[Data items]
───
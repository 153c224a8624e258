//! Input handling for the chat view

pub mod editor;

pub use editor::{InputAction, InputEditor};
//! Streaming event types for chat replies

use serde::Deserialize;

use super::types::CardData;

/// One decoded event from the reply stream
#[derive(Debug, Clone, PartialEq)]
pub enum ChatEvent {
    /// Incremental text to append to the reply
    Token { token: String, done: bool },
    /// Structured result set that replaces the reply text
    Cards { data: CardData, done: bool },
}

impl ChatEvent {
    /// Whether this event ends the interaction
    pub fn is_done(&self) -> bool {
        match self {
            ChatEvent::Token { done, .. } | ChatEvent::Cards { done, .. } => *done,
        }
    }

    /// Short name for logging
    pub fn kind(&self) -> &'static str {
        match self {
            ChatEvent::Token { .. } => "token",
            ChatEvent::Cards { .. } => "cards",
        }
    }

    /// Decode a JSON payload (the part after `data: `)
    pub fn from_json(payload: &str) -> serde_json::Result<Self> {
        serde_json::from_str::<WireEvent>(payload).map(Into::into)
    }
}

/// Payload shapes as they appear on the wire. A `type: "cards"` field
/// selects the cards shape, everything else must be a token.
#[derive(Deserialize)]
#[serde(untagged)]
enum WireEvent {
    Cards {
        #[serde(rename = "type")]
        _kind: CardsTag,
        data: CardData,
        #[serde(default)]
        done: bool,
    },
    Token {
        token: String,
        #[serde(default)]
        done: bool,
    },
}

#[derive(Deserialize)]
enum CardsTag {
    #[serde(rename = "cards")]
    Cards,
}

impl From<WireEvent> for ChatEvent {
    fn from(wire: WireEvent) -> Self {
        match wire {
            WireEvent::Cards { data, done, .. } => ChatEvent::Cards { data, done },
            WireEvent::Token { token, done } => ChatEvent::Token { token, done },
        }
    }
}
//! Text utilities for bubble layout
//!
//! All widths are terminal display widths (unicode-width), not byte lengths,
//! so CJK and emoji in replies wrap correctly.

use unicode_width::{UnicodeWidthChar, UnicodeWidthStr};

#[inline]
pub fn display_width(s: &str) -> usize {
    UnicodeWidthStr::width(s)
}

/// Wrap one line at word boundaries to fit `max_width`
///
/// Words wider than `max_width` are broken by character.
pub fn wrap_line(line: &str, max_width: usize) -> Vec<String> {
    if max_width == 0 || display_width(line) <= max_width {
        return vec![line.to_string()];
    }

    let mut rows: Vec<String> = Vec::new();
    let mut row = String::new();
    let mut row_width = 0usize;

    for word in line.split_whitespace() {
        let word_width = display_width(word);

        if row_width > 0 && row_width + 1 + word_width <= max_width {
            row.push(' ');
            row.push_str(word);
            row_width += 1 + word_width;
            continue;
        }

        if row_width > 0 {
            rows.push(std::mem::take(&mut row));
            row_width = 0;
        }

        if word_width <= max_width {
            row.push_str(word);
            row_width = word_width;
            continue;
        }

        // Force-break an over-long word; the remainder starts the next row
        for c in word.chars() {
            let w = UnicodeWidthChar::width(c).unwrap_or(0);
            if row_width + w > max_width && row_width > 0 {
                rows.push(std::mem::take(&mut row));
                row_width = 0;
            }
            row.push(c);
            row_width += w;
        }
    }

    if !row.is_empty() {
        rows.push(row);
    }
    rows
}

/// Wrap multi-line text, keeping blank lines
pub fn wrap_text(text: &str, max_width: usize) -> Vec<String> {
    text.lines()
        .flat_map(|line| {
            if line.is_empty() {
                vec![String::new()]
            } else {
                wrap_line(line, max_width)
            }
        })
        .collect()
}

/// Cut `s` to `max_width` columns, ending in "..." when shortened
pub fn truncate_ellipsis(s: &str, max_width: usize) -> String {
    if display_width(s) <= max_width {
        return s.to_string();
    }
    if max_width < 4 {
        return s.chars().take(max_width).collect();
    }

    let budget = max_width - 3;
    let mut used = 0;
    let mut out = String::new();
    for c in s.chars() {
        let w = UnicodeWidthChar::width(c).unwrap_or(0);
        if used + w > budget {
            break;
        }
        used += w;
        out.push(c);
    }
    out.push_str("...");
    out
}

#[cfg(test)]
mod tests {
    use super::*;

    #[test]
    fn test_wrap_line_short() {
        assert_eq!(wrap_line("hello", 10), vec!["hello"]);
    }

    #[test]
    fn test_wrap_line_breaks_at_words() {
        assert_eq!(wrap_line("hello world foo", 10), vec!["hello", "world foo"]);
    }

    #[test]
    fn test_wrap_line_long_word() {
        assert_eq!(wrap_line("superlongword", 5), vec!["super", "longw", "ord"]);
        assert_eq!(wrap_line("a superlongword", 5), vec!["a", "super", "longw", "ord"]);
    }

    #[test]
    fn test_wrap_line_wide_chars() {
        // Each CJK character is two columns wide
        assert_eq!(wrap_line("日本語テキスト", 6), vec!["日本語", "テキス", "ト"]);
    }

    #[test]
    fn test_wrap_text_keeps_blank_lines() {
        assert_eq!(
            wrap_text("hello world\n\nfoo bar", 8),
            vec!["hello", "world", "", "foo bar"]
        );
    }

    #[test]
    fn test_truncate_ellipsis() {
        assert_eq!(truncate_ellipsis("short", 10), "short");
        assert_eq!(truncate_ellipsis("technician name", 10), "technic...");
        assert_eq!(truncate_ellipsis("abcdef", 3), "abc");
    }
}
use super::super::Theme;
use ratatui::style::Color;

/// Default dark theme
pub fn chatstream() -> Theme {
    Theme {
        bg_color: Color::Rgb(24, 24, 37),
        title_color: Color::Rgb(139, 233, 253),
        accent_color: Color::Rgb(189, 147, 249),
        text_color: Color::Rgb(203, 213, 225),
        dim_color: Color::Rgb(148, 163, 184),
        success_color: Color::Rgb(80, 250, 123),
        warning_color: Color::Rgb(255, 203, 107),
        error_color: Color::Rgb(255, 85, 85),
        info_color: Color::Rgb(139, 233, 253),
        processing_color: Color::Rgb(189, 147, 249),
        user_msg_color: Color::Rgb(226, 232, 240),
        user_msg_bg_color: Color::Rgb(40, 40, 60), // Dark purple-blue
        assistant_msg_color: Color::Rgb(203, 213, 225),
        assistant_msg_bg_color: Color::Rgb(36, 36, 48),
        card_border_color: Color::Rgb(189, 147, 249),
        badge_bg_color: Color::Rgb(51, 65, 85),
        badge_fg_color: Color::Rgb(203, 213, 225),
        input_border_color: Color::Rgb(88, 91, 112),
        input_placeholder_color: Color::Rgb(100, 116, 139),
        status_bar_bg_color: Color::Rgb(44, 44, 57),
        logo_primary_color: Color::Rgb(255, 140, 90), // Rust orange
        logo_secondary_color: Color::Rgb(139, 233, 253),
    }
}
//! UI rendering coordinator
//!
//! Main entry point that dispatches to specialized render modules.

mod messages;
mod views;

use ratatui::{style::Style, widgets::Block, Frame};

use crate::tui::app::{App, View};
use crate::tui::components::render_toasts;

impl App {
    /// Main UI rendering dispatcher
    pub fn ui(&mut self, f: &mut Frame) {
        let bg = Block::default().style(Style::default().bg(self.theme.bg_color));
        f.render_widget(bg, f.area());

        match self.view {
            View::Landing => self.render_landing(f),
            View::Chat => self.render_chat(f),
        }

        // Render toasts on top of everything
        if !self.toasts.is_empty() {
            let area = f.area();
            render_toasts(f.buffer_mut(), area, &self.toasts, &self.theme);
        }
    }
}
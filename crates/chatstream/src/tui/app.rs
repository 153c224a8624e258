//! Application state and event loop

use std::sync::Arc;
use std::time::Duration;

use anyhow::Result;
use chatstream_core::ai::ChatTransport;
use chatstream_core::chat::{stream_reply, ChatSession, RequestOutcome, StreamUpdate};
use chatstream_core::ChatConfig;
use crossterm::event::{Event, EventStream, KeyEventKind};
use futures::StreamExt;
use ratatui::DefaultTerminal;
use tokio::sync::mpsc;
use tokio::task::JoinHandle;

use crate::tui::components::{Toast, ToastQueue};
use crate::tui::input::InputEditor;
use crate::tui::polling::poll_stream_updates;
use crate::tui::themes::Theme;

const TICK_RATE: Duration = Duration::from_millis(50);

#[derive(Debug, Clone, Copy, PartialEq, Eq)]
pub enum View {
    Landing,
    Chat,
}

pub struct App {
    pub view: View,
    pub session: ChatSession,
    pub input: InputEditor,
    pub toasts: ToastQueue,
    pub theme: Theme,
    /// Lines scrolled up from the bottom of the conversation
    pub scroll_offset: u16,
    /// Spinner frame counter
    pub tick: usize,
    pub endpoint: String,
    pub should_quit: bool,
    transport: Arc<dyn ChatTransport>,
    idle_timeout: Option<Duration>,
    stream_rx: Option<mpsc::UnboundedReceiver<StreamUpdate>>,
    stream_task: Option<JoinHandle<()>>,
}

impl App {
    pub fn new(config: &ChatConfig, transport: Arc<dyn ChatTransport>) -> Result<Self> {
        Ok(Self {
            view: View::Landing,
            session: ChatSession::new(),
            input: InputEditor::new(),
            toasts: ToastQueue::default(),
            theme: Theme::default(),
            scroll_offset: 0,
            tick: 0,
            endpoint: config.chat_endpoint()?,
            should_quit: false,
            transport,
            idle_timeout: config.idle_timeout(),
            stream_rx: None,
            stream_task: None,
        })
    }

    /// Run until the user quits
    pub async fn run(&mut self, terminal: &mut DefaultTerminal) -> Result<()> {
        let mut events = EventStream::new();
        let mut ticker = tokio::time::interval(TICK_RATE);
        let mut needs_redraw = true;

        while !self.should_quit {
            if needs_redraw {
                terminal.draw(|f| self.ui(f))?;
                needs_redraw = false;
            }

            tokio::select! {
                _ = ticker.tick() => needs_redraw = self.on_tick(),
                event = events.next() => match event {
                    Some(Ok(event)) => {
                        self.handle_event(event);
                        needs_redraw = true;
                    }
                    Some(Err(e)) => return Err(e.into()),
                    None => break,
                },
            }
        }

        tracing::info!("Exiting chat UI");
        Ok(())
    }

    fn handle_event(&mut self, event: Event) {
        match event {
            Event::Key(key) if key.kind == KeyEventKind::Press => self.handle_key(key),
            // Resize and focus changes just need the redraw at the top of the loop
            _ => {}
        }
    }

    /// Advance animations and drain stream updates. Returns true if the
    /// screen changed.
    pub fn on_tick(&mut self) -> bool {
        let animating = self.session.is_busy();
        if animating {
            self.tick = self.tick.wrapping_add(1);
        }
        let pruned = self.toasts.prune();
        let polled = self.poll_stream();
        animating || pruned || polled
    }

    /// Apply whatever the streaming task has reported so far
    pub fn poll_stream(&mut self) -> bool {
        let result = poll_stream_updates(&mut self.stream_rx, &mut self.session);

        match result.outcome {
            Some(RequestOutcome::Failed) => {
                self.toasts.push(Toast::error("Could not reach the chat server"));
            }
            Some(RequestOutcome::Cancelled) => {
                self.toasts.push(Toast::info("Request cancelled"));
            }
            Some(RequestOutcome::Completed) | None => {}
        }

        if result.outcome.is_some() {
            self.stream_task = None;
        }
        result.needs_redraw
    }

    /// Send the input text, if the session accepts it
    pub fn submit_input(&mut self, text: &str) {
        let Some(request) = self.session.begin(text) else {
            return;
        };
        self.input.take();
        self.scroll_offset = 0;

        let (tx, rx) = mpsc::unbounded_channel();
        self.stream_rx = Some(rx);

        let transport = Arc::clone(&self.transport);
        let idle_timeout = self.idle_timeout;
        self.stream_task = Some(tokio::spawn(async move {
            stream_reply(transport.as_ref(), request, idle_timeout, move |update| {
                let _ = tx.send(update);
            })
            .await;
        }));
    }

    /// Cancel the reply in flight. Returns false when idle.
    pub fn cancel_request(&mut self) -> bool {
        self.session.cancel()
    }

    pub fn scroll_up(&mut self, lines: u16) {
        self.scroll_offset = self.scroll_offset.saturating_add(lines);
    }

    pub fn scroll_down(&mut self, lines: u16) {
        self.scroll_offset = self.scroll_offset.saturating_sub(lines);
    }
}

impl Drop for App {
    fn drop(&mut self) {
        // Teardown must not leave a stream running
        self.session.cancel();
        if let Some(task) = self.stream_task.take() {
            task.abort();
        }
    }
}

/// Backend that accepts every request and then never sends a byte
#[cfg(test)]
#[derive(Default)]
pub(crate) struct StalledTransport {
    live: Arc<()>,
}

#[cfg(test)]
impl StalledTransport {
    /// Reply bodies handed out and not yet dropped
    pub(crate) fn open_streams(&self) -> usize {
        Arc::strong_count(&self.live) - 1
    }
}

#[cfg(test)]
#[async_trait::async_trait]
impl ChatTransport for StalledTransport {
    async fn send(
        &self,
        _message: &str,
    ) -> chatstream_core::ChatResult<chatstream_core::ai::ByteStream> {
        let live = Arc::clone(&self.live);
        let body = futures::stream::pending::<chatstream_core::ChatResult<bytes::Bytes>>().map(
            move |chunk| {
                let _held = &live;
                chunk
            },
        );
        Ok(Box::pin(body))
    }
}

#[cfg(test)]
pub(crate) fn test_app() -> App {
    App::new(&ChatConfig::default(), Arc::new(StalledTransport::default())).unwrap()
}
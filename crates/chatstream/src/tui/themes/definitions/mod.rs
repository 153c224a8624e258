mod chatstream;

pub use chatstream::chatstream;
───
* [Work required]: Your answer should consist of the lines above that hold the word "polled", copied exactly.

* [Exercise response]:
        let polled = self.poll_stream();
        animating || pruned || polled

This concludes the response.